WHAT IS EXPECTED:
Where the string "Deserialize" occurs in a line of the entries below, copy that line.

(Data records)
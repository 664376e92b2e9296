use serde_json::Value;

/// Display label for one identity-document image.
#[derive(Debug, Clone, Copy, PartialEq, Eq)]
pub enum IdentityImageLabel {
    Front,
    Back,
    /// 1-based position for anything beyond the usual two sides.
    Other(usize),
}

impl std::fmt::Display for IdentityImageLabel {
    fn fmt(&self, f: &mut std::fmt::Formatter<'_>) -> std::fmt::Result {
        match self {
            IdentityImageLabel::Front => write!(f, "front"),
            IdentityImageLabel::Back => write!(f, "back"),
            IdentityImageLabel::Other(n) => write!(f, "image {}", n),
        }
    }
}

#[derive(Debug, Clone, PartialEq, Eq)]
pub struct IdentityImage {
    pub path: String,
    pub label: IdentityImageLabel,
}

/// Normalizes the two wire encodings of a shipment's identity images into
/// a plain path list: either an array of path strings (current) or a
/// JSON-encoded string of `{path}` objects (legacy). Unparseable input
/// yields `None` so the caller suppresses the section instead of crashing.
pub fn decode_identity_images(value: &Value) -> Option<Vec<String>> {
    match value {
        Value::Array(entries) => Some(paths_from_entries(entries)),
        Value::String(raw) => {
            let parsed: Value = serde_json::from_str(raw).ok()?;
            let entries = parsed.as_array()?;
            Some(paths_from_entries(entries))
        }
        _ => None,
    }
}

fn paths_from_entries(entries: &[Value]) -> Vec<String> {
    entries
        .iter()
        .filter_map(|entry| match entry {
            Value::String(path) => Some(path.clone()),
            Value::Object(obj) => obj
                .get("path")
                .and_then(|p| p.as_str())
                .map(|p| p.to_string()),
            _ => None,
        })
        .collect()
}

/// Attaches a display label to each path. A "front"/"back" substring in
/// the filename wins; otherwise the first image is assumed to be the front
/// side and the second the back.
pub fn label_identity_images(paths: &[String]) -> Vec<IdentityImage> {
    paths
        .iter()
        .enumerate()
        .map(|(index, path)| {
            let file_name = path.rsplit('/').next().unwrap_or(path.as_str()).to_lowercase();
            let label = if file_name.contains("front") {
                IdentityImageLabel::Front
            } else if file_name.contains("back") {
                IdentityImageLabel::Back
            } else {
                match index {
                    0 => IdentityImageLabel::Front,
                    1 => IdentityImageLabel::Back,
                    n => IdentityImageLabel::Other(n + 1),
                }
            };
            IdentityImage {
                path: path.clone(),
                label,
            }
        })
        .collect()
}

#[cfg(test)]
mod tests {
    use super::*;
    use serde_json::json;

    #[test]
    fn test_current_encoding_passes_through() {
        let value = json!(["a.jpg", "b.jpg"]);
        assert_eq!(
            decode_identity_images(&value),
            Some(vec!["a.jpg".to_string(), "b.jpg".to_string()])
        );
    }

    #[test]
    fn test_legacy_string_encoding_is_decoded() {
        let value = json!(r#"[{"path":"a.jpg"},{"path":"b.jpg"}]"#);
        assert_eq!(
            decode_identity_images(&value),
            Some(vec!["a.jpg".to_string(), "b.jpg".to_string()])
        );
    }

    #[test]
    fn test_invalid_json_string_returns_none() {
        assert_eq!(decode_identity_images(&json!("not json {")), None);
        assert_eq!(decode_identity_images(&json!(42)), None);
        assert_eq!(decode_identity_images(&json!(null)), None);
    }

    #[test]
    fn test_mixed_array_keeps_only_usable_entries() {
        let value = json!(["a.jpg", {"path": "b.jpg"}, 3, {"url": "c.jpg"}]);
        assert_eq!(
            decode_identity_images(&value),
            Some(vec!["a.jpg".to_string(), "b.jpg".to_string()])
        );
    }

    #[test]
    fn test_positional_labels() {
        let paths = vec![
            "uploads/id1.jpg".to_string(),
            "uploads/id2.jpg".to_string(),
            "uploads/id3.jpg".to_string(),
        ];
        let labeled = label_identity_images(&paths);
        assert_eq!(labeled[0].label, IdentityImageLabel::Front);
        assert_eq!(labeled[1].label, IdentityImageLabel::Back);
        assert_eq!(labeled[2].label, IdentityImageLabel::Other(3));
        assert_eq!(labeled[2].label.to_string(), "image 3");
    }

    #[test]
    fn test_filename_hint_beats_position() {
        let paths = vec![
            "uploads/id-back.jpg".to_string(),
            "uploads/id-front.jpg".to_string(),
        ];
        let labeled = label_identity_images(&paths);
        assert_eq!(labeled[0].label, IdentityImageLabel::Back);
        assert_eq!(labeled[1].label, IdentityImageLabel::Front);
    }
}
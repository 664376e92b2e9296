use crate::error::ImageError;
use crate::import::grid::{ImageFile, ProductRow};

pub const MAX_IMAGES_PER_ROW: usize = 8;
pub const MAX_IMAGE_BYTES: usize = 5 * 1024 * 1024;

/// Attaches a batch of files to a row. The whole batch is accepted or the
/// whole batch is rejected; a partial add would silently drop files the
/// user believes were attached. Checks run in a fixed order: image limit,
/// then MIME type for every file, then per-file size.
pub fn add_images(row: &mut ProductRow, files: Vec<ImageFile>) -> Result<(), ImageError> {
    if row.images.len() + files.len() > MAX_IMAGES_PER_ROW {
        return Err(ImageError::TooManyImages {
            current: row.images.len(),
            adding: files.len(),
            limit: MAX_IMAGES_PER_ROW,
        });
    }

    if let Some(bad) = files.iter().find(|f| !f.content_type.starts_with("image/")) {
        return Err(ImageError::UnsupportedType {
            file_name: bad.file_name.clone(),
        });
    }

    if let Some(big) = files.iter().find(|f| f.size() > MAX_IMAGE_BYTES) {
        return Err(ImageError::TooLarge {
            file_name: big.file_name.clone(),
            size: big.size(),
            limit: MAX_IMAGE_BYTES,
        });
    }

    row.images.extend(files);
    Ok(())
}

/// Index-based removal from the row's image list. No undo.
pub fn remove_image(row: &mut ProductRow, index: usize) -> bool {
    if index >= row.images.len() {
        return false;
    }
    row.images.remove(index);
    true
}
---
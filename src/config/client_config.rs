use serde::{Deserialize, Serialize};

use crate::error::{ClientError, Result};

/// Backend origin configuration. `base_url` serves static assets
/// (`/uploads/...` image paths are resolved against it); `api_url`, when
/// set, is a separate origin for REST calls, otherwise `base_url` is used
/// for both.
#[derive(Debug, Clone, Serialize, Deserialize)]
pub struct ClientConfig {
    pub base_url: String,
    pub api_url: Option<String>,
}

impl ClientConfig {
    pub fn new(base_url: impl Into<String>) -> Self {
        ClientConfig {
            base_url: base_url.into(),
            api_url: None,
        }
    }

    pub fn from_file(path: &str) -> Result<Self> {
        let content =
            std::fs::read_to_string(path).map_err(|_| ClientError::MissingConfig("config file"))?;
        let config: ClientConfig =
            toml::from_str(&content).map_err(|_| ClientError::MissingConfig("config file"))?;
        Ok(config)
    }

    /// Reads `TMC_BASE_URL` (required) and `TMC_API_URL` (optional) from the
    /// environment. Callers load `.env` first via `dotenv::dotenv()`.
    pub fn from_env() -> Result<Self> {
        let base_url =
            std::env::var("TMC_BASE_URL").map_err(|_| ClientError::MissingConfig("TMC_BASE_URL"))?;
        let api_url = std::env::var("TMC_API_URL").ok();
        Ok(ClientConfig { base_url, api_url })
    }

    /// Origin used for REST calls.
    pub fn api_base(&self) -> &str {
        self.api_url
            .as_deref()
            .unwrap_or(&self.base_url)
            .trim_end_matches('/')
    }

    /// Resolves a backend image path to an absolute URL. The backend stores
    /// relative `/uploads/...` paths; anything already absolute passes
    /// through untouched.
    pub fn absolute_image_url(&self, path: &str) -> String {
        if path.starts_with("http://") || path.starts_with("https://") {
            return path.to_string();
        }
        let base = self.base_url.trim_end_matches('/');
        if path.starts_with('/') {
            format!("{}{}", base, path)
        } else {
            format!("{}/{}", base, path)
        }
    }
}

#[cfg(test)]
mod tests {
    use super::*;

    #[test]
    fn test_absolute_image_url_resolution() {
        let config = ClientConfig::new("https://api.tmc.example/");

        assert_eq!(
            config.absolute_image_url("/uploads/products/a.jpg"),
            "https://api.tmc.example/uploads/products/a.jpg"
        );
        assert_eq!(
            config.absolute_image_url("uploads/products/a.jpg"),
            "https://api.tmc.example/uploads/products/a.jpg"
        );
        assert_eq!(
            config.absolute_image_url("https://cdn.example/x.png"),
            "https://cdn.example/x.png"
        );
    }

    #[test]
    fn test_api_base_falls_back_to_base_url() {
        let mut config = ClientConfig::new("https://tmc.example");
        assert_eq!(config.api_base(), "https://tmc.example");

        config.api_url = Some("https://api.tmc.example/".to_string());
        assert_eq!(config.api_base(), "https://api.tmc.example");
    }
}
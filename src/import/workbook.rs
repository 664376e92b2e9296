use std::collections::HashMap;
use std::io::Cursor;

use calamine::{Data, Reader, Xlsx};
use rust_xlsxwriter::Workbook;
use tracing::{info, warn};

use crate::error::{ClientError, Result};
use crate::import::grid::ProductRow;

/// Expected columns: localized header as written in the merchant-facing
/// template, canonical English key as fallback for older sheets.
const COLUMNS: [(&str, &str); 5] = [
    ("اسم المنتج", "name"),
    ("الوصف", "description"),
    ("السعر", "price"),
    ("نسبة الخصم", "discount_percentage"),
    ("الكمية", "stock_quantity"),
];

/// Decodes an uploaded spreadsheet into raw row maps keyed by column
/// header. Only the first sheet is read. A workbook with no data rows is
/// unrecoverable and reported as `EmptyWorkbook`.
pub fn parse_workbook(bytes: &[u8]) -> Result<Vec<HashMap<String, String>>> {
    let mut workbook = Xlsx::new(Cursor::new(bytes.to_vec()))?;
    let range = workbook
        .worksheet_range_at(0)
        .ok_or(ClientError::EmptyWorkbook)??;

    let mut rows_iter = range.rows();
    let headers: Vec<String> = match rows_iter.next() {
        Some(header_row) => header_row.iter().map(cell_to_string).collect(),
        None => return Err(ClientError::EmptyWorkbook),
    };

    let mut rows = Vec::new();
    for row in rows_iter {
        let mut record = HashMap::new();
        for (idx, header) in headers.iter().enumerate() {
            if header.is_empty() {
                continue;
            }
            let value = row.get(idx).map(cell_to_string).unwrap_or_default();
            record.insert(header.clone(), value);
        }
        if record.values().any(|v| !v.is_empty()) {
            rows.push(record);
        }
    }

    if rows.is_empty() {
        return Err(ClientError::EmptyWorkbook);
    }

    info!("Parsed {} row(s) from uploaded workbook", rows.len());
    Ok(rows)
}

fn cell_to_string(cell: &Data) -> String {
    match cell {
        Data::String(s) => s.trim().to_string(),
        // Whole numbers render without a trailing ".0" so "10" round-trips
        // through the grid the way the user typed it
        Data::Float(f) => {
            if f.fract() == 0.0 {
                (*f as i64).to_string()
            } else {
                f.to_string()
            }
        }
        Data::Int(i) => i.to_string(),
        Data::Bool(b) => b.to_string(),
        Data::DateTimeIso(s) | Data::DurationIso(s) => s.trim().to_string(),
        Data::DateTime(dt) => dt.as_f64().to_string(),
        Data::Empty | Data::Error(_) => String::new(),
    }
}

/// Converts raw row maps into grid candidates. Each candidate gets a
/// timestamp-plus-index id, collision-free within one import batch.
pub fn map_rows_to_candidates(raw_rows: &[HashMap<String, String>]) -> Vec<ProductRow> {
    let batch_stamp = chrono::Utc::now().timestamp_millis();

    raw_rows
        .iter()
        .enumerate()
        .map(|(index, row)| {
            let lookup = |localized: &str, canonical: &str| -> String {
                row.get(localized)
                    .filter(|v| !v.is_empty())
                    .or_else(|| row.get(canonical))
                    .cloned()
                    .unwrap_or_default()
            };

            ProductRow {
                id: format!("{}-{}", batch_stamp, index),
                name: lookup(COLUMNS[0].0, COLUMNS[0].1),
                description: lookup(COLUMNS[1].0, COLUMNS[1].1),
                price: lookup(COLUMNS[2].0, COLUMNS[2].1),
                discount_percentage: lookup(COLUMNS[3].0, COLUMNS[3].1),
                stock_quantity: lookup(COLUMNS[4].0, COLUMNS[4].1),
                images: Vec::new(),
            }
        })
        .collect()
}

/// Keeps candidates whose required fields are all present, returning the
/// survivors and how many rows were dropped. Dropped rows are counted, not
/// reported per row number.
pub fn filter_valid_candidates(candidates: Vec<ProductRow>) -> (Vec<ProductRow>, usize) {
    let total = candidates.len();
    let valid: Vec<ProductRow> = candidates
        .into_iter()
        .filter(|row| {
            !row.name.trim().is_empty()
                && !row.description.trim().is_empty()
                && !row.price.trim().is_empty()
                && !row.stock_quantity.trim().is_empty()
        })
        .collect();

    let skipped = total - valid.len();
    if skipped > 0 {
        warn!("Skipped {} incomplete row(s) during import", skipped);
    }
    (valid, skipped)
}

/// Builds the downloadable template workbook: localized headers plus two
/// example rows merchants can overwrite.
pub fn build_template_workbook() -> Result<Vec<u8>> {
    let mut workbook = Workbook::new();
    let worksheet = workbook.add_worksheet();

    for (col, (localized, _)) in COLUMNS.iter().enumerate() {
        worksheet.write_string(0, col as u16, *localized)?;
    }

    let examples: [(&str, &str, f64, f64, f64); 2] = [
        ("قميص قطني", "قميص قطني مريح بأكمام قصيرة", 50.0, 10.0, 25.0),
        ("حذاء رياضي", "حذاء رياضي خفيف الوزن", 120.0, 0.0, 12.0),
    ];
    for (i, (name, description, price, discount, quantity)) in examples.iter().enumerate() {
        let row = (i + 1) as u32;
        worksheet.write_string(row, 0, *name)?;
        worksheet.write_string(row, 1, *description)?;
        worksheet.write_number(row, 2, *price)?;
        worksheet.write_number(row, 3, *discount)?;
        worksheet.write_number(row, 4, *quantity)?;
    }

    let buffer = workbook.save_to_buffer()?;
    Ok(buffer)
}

SOLUTION TO THIS PROBLEM:
use serde::{Deserialize, Serialize};
#[derive(Debug, Clone, Serialize, Deserialize)]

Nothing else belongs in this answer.